WORK ORDER>
Out of the material that follows, write out exactly the lines from the line with "let path = self.path_for(key);" to the line with "pub struct MemoryBlobStore", both ends included, and no others.

┌────────

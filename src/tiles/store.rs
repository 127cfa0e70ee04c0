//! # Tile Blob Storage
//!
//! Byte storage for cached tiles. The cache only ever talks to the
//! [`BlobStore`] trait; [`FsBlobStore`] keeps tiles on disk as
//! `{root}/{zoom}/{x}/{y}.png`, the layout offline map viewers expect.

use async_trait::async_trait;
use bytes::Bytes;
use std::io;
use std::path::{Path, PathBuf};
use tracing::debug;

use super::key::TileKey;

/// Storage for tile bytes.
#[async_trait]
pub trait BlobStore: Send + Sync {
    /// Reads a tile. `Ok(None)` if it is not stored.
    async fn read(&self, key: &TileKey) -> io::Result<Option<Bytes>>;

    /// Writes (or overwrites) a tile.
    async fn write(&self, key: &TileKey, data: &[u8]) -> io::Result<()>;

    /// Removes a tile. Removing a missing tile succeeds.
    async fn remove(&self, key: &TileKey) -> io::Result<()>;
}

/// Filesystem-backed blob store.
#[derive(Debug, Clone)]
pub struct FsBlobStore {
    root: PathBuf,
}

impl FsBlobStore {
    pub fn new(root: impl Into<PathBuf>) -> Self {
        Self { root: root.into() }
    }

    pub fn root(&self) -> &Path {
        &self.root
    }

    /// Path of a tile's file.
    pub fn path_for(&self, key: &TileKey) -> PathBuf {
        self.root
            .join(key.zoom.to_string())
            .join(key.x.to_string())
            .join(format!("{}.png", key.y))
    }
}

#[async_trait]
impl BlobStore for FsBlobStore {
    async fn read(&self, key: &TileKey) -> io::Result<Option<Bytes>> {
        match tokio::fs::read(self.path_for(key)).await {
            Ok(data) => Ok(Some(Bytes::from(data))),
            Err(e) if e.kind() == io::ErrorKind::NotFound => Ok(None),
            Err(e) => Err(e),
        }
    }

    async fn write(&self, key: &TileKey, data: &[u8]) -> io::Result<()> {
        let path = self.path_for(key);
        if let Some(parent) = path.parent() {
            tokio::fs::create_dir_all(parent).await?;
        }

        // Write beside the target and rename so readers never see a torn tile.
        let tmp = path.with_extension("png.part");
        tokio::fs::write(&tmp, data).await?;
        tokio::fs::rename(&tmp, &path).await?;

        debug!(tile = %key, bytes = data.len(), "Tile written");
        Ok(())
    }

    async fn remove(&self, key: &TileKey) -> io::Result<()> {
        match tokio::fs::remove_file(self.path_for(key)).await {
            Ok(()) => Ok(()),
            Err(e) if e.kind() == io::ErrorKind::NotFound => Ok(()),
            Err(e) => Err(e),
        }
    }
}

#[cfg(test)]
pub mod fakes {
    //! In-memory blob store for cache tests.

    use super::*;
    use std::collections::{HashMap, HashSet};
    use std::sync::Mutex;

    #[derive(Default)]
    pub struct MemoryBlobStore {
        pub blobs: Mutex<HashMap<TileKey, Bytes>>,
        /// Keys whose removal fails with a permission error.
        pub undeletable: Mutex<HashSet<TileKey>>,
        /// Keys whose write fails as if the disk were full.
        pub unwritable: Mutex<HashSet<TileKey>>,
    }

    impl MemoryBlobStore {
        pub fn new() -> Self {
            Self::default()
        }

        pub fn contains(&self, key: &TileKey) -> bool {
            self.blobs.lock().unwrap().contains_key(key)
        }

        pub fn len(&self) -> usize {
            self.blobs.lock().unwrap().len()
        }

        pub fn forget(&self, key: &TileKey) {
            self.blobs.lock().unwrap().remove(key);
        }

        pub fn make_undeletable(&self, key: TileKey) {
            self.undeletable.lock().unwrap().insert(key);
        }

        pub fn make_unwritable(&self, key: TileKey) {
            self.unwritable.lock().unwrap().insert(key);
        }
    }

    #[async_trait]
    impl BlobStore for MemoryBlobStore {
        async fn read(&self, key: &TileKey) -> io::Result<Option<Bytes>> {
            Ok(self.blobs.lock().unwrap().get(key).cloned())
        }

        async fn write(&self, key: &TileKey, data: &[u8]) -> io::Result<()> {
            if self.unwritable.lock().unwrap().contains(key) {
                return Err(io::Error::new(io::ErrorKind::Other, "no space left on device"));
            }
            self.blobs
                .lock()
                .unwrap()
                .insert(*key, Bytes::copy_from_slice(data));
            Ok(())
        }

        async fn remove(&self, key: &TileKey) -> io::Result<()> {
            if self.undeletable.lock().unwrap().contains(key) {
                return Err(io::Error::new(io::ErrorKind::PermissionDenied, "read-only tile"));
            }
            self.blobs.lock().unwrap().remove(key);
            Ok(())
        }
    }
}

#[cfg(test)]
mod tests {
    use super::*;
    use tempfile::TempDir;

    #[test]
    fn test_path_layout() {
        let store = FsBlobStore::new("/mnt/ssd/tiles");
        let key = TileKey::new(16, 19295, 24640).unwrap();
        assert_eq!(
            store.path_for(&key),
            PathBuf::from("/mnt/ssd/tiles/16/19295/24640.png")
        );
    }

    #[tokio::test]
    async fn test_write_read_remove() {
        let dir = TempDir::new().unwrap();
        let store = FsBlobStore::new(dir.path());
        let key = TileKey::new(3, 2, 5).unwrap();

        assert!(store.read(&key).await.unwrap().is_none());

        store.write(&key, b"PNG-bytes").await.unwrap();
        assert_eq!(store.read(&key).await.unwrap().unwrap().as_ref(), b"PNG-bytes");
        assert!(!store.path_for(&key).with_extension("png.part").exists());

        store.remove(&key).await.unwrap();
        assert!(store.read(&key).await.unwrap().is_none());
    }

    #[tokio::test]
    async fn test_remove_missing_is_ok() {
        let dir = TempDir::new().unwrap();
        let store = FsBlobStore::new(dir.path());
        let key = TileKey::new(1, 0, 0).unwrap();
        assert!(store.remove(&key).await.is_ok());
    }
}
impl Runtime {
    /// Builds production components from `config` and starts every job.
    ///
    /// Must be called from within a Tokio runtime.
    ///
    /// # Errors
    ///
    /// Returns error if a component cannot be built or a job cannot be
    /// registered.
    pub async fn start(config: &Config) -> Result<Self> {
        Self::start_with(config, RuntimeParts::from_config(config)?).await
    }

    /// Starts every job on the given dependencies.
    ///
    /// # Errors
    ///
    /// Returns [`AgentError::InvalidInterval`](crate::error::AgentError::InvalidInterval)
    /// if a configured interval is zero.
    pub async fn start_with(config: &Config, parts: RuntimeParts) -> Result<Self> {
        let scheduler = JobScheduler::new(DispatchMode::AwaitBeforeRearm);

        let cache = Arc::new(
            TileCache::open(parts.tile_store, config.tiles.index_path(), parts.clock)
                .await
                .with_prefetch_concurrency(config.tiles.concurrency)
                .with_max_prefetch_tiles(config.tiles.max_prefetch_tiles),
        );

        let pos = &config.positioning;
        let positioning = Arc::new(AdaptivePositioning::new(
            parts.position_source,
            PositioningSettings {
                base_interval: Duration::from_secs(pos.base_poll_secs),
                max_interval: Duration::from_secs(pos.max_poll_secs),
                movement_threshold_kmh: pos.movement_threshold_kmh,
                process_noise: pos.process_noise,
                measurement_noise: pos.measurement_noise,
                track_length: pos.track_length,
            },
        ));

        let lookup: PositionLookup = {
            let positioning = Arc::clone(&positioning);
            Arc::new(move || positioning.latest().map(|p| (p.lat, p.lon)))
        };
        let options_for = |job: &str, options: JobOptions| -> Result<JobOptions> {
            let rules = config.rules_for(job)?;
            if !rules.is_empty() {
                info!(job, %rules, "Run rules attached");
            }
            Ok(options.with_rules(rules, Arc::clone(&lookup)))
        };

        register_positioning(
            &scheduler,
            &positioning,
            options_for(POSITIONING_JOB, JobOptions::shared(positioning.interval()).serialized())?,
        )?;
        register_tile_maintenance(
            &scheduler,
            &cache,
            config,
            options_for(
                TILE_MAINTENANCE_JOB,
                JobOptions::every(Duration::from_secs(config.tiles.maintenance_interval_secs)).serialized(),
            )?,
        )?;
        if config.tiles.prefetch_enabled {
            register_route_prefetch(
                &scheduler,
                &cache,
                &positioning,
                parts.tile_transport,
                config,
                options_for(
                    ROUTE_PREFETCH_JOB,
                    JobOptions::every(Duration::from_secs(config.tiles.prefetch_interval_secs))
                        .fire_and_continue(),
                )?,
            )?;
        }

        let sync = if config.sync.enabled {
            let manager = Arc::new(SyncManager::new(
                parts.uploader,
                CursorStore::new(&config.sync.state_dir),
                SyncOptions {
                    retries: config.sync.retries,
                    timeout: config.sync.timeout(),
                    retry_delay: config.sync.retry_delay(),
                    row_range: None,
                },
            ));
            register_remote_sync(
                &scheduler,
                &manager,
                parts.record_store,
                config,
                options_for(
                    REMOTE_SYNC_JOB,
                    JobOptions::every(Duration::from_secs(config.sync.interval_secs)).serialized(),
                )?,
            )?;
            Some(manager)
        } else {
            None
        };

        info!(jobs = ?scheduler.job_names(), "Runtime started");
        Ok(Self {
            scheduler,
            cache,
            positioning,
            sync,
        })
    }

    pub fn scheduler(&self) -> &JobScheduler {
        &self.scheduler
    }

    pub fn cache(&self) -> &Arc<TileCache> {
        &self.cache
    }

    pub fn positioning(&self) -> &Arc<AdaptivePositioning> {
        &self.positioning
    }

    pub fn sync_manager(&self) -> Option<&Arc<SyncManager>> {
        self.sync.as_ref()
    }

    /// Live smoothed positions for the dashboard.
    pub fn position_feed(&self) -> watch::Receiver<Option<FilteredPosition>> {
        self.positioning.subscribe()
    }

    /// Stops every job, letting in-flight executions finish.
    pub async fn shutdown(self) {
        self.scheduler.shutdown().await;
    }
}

└────────

TASK ANSWER>
        let path = self.path_for(key);
        if let Some(parent) = path.parent() {
            tokio::fs::create_dir_all(parent).await?;
        }

        // Write beside the target and rename so readers never see a torn tile.
        let tmp = path.with_extension("png.part");
        tokio::fs::write(&tmp, data).await?;
        tokio::fs::rename(&tmp, &path).await?;

        debug!(tile = %key, bytes = data.len(), "Tile written");
        Ok(())
    }

    async fn remove(&self, key: &TileKey) -> io::Result<()> {
        match tokio::fs::remove_file(self.path_for(key)).await {
            Ok(()) => Ok(()),
            Err(e) if e.kind() == io::ErrorKind::NotFound => Ok(()),
            Err(e) => Err(e),
        }
    }
}

#[cfg(test)]
pub mod fakes {
    //! In-memory blob store for cache tests.

    use super::*;
    use std::collections::{HashMap, HashSet};
    use std::sync::Mutex;

    #[derive(Default)]
    pub struct MemoryBlobStore {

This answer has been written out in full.